▶ [What is required]: Go through the data below and return each line where the string "StatusCode" occurs.

[Saved data entries]
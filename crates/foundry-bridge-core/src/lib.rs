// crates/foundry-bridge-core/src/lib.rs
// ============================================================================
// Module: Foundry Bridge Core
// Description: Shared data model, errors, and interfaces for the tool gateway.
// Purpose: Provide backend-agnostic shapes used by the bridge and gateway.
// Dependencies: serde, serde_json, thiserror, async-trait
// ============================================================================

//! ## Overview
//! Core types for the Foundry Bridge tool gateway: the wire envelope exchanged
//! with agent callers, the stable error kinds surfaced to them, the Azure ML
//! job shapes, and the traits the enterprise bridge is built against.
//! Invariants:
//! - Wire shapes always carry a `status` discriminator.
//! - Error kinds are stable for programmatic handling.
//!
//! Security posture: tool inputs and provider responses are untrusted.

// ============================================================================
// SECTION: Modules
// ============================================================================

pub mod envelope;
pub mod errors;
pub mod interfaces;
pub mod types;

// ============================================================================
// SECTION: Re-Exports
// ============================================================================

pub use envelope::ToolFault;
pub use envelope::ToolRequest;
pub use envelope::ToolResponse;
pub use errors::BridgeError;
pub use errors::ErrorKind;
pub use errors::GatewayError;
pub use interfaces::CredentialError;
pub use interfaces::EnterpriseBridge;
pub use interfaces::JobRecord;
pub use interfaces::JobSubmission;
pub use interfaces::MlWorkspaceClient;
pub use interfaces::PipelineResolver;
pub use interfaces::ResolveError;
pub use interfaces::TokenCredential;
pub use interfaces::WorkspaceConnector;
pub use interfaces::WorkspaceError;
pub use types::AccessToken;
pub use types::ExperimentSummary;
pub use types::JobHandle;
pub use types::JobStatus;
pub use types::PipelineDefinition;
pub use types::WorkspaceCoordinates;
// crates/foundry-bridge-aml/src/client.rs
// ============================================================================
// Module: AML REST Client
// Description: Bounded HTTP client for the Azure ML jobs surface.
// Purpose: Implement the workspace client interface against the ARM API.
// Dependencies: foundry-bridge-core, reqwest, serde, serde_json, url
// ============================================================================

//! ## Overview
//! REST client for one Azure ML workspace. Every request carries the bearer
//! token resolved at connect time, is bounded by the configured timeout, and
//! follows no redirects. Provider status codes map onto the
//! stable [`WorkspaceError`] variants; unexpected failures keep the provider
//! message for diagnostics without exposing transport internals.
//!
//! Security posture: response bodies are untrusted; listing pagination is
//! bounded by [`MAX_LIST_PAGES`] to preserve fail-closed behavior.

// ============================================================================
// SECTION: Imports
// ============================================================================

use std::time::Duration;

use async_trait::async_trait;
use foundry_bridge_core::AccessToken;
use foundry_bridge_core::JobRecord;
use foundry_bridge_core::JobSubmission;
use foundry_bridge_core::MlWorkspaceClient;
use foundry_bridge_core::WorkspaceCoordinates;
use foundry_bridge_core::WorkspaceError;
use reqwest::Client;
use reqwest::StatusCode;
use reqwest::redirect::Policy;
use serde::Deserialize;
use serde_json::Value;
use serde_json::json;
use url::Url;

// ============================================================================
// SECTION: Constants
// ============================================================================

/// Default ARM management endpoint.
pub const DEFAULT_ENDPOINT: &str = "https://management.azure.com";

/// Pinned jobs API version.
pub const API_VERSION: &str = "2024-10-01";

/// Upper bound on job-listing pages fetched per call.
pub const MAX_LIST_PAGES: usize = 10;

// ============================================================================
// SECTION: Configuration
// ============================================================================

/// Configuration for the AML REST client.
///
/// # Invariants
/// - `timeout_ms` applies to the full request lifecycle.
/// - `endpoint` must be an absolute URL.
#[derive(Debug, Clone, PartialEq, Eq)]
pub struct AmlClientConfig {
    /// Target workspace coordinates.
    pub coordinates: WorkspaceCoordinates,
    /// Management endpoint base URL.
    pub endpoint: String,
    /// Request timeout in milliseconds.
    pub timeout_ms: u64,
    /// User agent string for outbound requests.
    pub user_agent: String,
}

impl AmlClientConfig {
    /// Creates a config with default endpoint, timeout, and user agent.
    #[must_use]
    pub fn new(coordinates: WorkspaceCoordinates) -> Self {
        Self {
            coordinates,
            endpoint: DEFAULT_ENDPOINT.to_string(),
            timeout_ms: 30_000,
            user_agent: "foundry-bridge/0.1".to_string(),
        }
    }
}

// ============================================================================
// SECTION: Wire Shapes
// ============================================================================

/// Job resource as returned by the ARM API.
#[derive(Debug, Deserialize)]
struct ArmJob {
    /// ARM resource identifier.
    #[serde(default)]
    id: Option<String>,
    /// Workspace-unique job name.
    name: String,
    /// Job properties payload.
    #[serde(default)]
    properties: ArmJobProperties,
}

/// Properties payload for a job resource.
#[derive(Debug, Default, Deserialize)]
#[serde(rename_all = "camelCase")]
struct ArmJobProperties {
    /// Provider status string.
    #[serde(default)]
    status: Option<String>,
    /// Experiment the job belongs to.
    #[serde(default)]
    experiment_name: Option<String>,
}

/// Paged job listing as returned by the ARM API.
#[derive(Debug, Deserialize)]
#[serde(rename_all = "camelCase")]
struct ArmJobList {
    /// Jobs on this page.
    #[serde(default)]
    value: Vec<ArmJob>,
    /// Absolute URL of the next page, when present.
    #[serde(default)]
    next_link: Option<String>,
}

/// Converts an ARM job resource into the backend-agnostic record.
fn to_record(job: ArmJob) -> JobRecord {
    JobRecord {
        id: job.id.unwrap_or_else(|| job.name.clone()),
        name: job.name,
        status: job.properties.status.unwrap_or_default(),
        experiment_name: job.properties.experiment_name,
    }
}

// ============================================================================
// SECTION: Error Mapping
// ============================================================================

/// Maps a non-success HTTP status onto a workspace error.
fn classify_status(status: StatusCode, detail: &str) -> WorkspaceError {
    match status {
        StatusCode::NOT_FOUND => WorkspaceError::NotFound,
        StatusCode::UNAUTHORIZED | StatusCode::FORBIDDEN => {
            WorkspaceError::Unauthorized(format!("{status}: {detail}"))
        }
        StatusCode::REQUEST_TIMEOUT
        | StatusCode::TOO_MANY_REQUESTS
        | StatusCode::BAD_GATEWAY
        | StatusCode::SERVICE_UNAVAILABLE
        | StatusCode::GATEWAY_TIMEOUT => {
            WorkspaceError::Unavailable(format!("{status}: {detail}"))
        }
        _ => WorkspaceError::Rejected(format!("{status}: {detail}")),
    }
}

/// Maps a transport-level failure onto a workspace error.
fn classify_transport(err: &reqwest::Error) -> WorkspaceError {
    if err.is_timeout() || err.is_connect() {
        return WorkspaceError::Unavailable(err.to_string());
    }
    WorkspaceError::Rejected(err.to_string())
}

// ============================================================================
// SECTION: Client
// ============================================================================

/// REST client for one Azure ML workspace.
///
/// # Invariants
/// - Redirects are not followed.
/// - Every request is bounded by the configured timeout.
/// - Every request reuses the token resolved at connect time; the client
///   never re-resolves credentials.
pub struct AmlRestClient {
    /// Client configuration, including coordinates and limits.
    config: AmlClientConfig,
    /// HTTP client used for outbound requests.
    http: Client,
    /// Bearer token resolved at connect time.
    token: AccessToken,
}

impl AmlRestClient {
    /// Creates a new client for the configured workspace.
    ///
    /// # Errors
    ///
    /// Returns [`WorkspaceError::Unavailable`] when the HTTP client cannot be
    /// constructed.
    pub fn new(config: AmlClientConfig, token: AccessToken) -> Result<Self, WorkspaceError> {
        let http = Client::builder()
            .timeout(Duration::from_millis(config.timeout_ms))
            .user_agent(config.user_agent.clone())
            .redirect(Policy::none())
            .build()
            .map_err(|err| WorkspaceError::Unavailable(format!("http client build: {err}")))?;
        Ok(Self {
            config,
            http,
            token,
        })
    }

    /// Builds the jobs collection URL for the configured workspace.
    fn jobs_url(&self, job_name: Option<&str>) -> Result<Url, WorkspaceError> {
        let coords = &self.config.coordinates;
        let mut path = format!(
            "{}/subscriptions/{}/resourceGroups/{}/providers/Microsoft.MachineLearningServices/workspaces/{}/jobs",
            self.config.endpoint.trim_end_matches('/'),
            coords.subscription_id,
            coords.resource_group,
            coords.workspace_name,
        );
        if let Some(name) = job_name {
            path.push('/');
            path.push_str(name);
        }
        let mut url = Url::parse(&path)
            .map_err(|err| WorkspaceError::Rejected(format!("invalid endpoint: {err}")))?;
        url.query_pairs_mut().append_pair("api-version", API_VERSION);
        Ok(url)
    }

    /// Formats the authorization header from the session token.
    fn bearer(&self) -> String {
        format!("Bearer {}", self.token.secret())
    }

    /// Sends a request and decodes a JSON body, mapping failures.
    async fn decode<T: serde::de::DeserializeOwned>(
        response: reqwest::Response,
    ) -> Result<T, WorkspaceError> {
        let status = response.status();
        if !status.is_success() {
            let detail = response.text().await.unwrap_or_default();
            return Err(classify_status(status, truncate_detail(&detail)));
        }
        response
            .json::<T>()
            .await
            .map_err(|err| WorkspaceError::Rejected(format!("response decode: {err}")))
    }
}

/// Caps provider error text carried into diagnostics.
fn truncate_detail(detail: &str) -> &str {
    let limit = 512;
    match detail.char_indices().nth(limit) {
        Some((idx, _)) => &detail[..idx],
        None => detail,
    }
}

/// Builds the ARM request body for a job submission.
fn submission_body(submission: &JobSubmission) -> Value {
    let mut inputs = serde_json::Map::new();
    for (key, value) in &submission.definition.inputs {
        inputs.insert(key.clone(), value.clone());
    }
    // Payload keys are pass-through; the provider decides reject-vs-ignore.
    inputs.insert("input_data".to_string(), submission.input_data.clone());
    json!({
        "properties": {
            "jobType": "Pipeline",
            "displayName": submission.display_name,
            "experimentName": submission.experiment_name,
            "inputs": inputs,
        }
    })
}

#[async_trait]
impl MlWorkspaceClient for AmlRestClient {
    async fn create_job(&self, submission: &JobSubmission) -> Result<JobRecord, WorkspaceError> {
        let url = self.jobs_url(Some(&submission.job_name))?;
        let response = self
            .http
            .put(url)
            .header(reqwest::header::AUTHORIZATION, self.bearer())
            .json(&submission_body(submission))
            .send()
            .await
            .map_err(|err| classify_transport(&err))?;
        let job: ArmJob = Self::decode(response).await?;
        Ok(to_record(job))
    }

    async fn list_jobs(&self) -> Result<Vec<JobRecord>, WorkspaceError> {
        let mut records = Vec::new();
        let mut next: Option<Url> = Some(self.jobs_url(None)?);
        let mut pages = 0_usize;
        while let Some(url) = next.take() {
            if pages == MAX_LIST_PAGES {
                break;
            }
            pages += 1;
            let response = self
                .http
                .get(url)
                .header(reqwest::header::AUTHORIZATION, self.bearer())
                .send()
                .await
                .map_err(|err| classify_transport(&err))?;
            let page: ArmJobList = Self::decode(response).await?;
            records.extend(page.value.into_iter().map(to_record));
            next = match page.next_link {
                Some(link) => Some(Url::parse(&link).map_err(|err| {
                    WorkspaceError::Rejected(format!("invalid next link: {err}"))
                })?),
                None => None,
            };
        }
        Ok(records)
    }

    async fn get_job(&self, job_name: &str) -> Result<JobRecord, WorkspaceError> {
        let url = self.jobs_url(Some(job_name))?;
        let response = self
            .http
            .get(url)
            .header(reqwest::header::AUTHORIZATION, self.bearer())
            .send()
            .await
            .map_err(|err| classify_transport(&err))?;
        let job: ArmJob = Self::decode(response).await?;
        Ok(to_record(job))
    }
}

▶ [Final answer]:
use reqwest::StatusCode;
fn classify_status(status: StatusCode, detail: &str) -> WorkspaceError {
        StatusCode::NOT_FOUND => WorkspaceError::NotFound,
        StatusCode::UNAUTHORIZED | StatusCode::FORBIDDEN => {
        StatusCode::REQUEST_TIMEOUT
        | StatusCode::TOO_MANY_REQUESTS
        | StatusCode::BAD_GATEWAY
        | StatusCode::SERVICE_UNAVAILABLE
        | StatusCode::GATEWAY_TIMEOUT => {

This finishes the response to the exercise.